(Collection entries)

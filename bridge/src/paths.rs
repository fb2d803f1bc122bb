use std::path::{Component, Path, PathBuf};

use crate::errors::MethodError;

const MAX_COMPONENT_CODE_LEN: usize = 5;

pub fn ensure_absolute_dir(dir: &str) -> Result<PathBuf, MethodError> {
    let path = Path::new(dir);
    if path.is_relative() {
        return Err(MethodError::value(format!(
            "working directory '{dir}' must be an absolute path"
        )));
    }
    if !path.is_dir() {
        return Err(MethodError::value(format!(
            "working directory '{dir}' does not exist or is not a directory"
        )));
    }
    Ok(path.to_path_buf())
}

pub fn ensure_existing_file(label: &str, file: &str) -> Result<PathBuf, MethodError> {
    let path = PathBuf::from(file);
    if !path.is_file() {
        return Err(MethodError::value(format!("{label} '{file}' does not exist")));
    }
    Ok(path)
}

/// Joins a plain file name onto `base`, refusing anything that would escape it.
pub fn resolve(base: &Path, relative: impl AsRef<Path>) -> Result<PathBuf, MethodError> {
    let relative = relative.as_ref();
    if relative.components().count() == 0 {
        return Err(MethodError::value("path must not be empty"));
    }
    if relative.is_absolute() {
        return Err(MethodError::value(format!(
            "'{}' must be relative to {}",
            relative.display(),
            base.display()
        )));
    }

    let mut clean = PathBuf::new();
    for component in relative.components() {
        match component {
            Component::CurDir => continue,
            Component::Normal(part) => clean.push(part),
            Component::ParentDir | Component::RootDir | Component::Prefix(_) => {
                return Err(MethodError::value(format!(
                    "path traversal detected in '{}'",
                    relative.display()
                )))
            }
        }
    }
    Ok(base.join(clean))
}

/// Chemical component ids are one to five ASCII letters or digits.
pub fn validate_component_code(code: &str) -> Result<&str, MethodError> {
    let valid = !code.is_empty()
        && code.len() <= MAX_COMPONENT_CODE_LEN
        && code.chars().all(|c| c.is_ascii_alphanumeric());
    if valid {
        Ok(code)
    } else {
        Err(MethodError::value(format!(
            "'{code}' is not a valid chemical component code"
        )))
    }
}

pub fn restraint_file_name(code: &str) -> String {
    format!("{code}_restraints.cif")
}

* * *

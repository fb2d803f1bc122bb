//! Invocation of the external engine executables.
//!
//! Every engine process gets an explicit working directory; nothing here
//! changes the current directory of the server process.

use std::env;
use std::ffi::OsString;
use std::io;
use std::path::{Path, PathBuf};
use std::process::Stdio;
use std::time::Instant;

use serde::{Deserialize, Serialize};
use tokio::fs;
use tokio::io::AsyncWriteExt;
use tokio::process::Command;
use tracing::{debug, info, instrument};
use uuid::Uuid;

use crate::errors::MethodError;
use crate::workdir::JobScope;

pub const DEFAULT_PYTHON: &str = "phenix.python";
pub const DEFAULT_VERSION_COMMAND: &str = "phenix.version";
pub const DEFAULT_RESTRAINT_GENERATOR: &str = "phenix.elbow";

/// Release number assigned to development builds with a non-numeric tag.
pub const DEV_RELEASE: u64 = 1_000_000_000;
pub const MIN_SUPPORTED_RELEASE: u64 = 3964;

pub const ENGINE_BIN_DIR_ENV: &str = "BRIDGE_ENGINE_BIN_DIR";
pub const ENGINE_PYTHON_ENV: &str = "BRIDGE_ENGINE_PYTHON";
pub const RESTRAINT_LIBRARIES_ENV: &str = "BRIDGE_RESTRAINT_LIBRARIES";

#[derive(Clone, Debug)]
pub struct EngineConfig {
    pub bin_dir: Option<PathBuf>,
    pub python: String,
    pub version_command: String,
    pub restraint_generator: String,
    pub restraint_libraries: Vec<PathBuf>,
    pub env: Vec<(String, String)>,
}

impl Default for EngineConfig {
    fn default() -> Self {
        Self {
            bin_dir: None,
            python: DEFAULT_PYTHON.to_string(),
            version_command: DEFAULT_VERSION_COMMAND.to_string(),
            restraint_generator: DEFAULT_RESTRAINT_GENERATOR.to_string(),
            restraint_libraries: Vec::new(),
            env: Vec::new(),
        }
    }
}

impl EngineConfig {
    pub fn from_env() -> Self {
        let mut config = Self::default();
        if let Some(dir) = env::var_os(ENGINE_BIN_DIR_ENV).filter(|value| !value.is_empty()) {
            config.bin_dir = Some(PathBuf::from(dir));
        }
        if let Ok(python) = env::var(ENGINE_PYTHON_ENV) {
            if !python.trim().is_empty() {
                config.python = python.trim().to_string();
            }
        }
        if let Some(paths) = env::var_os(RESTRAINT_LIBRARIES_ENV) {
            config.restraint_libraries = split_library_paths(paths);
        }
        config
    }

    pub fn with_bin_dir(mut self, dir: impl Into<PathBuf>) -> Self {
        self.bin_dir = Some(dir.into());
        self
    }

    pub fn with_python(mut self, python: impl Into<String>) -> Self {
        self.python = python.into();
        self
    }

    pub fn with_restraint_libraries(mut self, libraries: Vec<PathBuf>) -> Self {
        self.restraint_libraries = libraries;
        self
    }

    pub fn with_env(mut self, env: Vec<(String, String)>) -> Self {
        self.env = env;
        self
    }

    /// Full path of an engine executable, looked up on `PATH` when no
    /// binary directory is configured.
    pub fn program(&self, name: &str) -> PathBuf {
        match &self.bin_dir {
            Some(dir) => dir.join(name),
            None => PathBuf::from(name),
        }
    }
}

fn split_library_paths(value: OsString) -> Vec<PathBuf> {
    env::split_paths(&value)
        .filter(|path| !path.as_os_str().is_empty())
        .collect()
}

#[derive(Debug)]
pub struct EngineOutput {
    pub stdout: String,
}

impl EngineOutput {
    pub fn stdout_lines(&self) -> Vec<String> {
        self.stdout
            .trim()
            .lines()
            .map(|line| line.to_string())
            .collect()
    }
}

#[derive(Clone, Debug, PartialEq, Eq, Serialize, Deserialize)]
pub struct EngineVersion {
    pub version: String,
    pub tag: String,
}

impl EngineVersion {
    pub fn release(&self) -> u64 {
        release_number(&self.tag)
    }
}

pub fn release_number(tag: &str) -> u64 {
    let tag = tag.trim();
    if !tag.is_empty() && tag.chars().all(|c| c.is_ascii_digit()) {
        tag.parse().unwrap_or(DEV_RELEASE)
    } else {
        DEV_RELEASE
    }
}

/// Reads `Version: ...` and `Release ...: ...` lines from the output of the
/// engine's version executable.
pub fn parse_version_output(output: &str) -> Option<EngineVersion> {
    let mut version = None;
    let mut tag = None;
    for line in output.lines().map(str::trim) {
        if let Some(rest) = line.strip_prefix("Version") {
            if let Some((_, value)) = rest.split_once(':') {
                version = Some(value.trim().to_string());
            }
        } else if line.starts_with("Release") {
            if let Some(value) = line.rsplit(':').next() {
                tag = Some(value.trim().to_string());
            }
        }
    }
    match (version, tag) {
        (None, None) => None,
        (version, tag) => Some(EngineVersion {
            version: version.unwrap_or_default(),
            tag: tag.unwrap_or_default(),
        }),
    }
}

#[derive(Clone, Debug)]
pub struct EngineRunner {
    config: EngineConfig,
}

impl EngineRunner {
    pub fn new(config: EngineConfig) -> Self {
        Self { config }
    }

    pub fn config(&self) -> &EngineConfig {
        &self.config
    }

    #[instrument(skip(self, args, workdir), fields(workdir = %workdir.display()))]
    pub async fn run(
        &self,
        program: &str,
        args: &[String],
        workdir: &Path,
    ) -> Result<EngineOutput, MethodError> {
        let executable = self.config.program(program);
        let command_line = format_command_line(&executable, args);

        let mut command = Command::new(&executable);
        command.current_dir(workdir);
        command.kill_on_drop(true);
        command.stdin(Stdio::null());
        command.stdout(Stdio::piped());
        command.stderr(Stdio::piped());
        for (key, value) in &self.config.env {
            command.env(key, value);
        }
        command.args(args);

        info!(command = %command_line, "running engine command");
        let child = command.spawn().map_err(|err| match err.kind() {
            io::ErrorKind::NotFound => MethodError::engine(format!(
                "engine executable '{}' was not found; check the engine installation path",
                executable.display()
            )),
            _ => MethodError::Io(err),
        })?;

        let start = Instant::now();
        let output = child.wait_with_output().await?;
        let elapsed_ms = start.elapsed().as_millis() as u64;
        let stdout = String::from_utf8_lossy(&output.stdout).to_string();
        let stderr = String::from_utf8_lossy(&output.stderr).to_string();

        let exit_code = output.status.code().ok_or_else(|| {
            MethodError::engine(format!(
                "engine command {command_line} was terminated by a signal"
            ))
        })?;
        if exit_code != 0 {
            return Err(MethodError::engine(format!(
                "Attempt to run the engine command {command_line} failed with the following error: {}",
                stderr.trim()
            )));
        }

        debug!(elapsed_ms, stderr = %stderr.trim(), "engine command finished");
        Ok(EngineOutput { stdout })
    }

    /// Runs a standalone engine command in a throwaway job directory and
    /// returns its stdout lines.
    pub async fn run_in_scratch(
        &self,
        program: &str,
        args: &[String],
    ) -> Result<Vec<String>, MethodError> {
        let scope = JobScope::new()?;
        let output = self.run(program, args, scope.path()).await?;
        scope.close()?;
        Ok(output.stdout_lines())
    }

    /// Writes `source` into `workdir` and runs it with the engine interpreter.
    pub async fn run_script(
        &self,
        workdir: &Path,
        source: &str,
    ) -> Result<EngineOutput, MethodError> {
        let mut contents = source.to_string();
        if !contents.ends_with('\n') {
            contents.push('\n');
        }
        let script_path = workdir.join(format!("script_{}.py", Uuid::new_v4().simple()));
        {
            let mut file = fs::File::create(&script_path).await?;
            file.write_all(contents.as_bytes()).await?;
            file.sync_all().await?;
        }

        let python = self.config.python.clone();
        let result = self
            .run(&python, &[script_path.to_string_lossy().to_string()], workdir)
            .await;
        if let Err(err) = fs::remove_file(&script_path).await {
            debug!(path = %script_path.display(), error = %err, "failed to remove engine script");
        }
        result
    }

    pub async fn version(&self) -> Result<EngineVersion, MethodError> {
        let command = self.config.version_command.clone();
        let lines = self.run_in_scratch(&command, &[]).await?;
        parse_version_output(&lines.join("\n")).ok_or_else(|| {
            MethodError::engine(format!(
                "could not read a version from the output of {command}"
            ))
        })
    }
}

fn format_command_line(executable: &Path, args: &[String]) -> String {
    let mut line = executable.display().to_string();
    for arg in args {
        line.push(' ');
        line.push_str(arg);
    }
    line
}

**WHAT IS BEING ASKED**
There is a run of lines above from the one with "command.env(key, value);" to the one with "let output = self.run(program, args, scope.path()).await?;"; print exactly that run, both ends included, and nothing else.

**WORKED SOLUTION**
            command.env(key, value);
        }
        command.args(args);

        info!(command = %command_line, "running engine command");
        let child = command.spawn().map_err(|err| match err.kind() {
            io::ErrorKind::NotFound => MethodError::engine(format!(
                "engine executable '{}' was not found; check the engine installation path",
                executable.display()
            )),
            _ => MethodError::Io(err),
        })?;

        let start = Instant::now();
        let output = child.wait_with_output().await?;
        let elapsed_ms = start.elapsed().as_millis() as u64;
        let stdout = String::from_utf8_lossy(&output.stdout).to_string();
        let stderr = String::from_utf8_lossy(&output.stderr).to_string();

        let exit_code = output.status.code().ok_or_else(|| {
            MethodError::engine(format!(
                "engine command {command_line} was terminated by a signal"
            ))
        })?;
        if exit_code != 0 {
            return Err(MethodError::engine(format!(
                "Attempt to run the engine command {command_line} failed with the following error: {}",
                stderr.trim()
            )));
        }

        debug!(elapsed_ms, stderr = %stderr.trim(), "engine command finished");
        Ok(EngineOutput { stdout })
    }

    /// Runs a standalone engine command in a throwaway job directory and
    /// returns its stdout lines.
    pub async fn run_in_scratch(
        &self,
        program: &str,
        args: &[String],
    ) -> Result<Vec<String>, MethodError> {
        let scope = JobScope::new()?;
        let output = self.run(program, args, scope.path()).await?;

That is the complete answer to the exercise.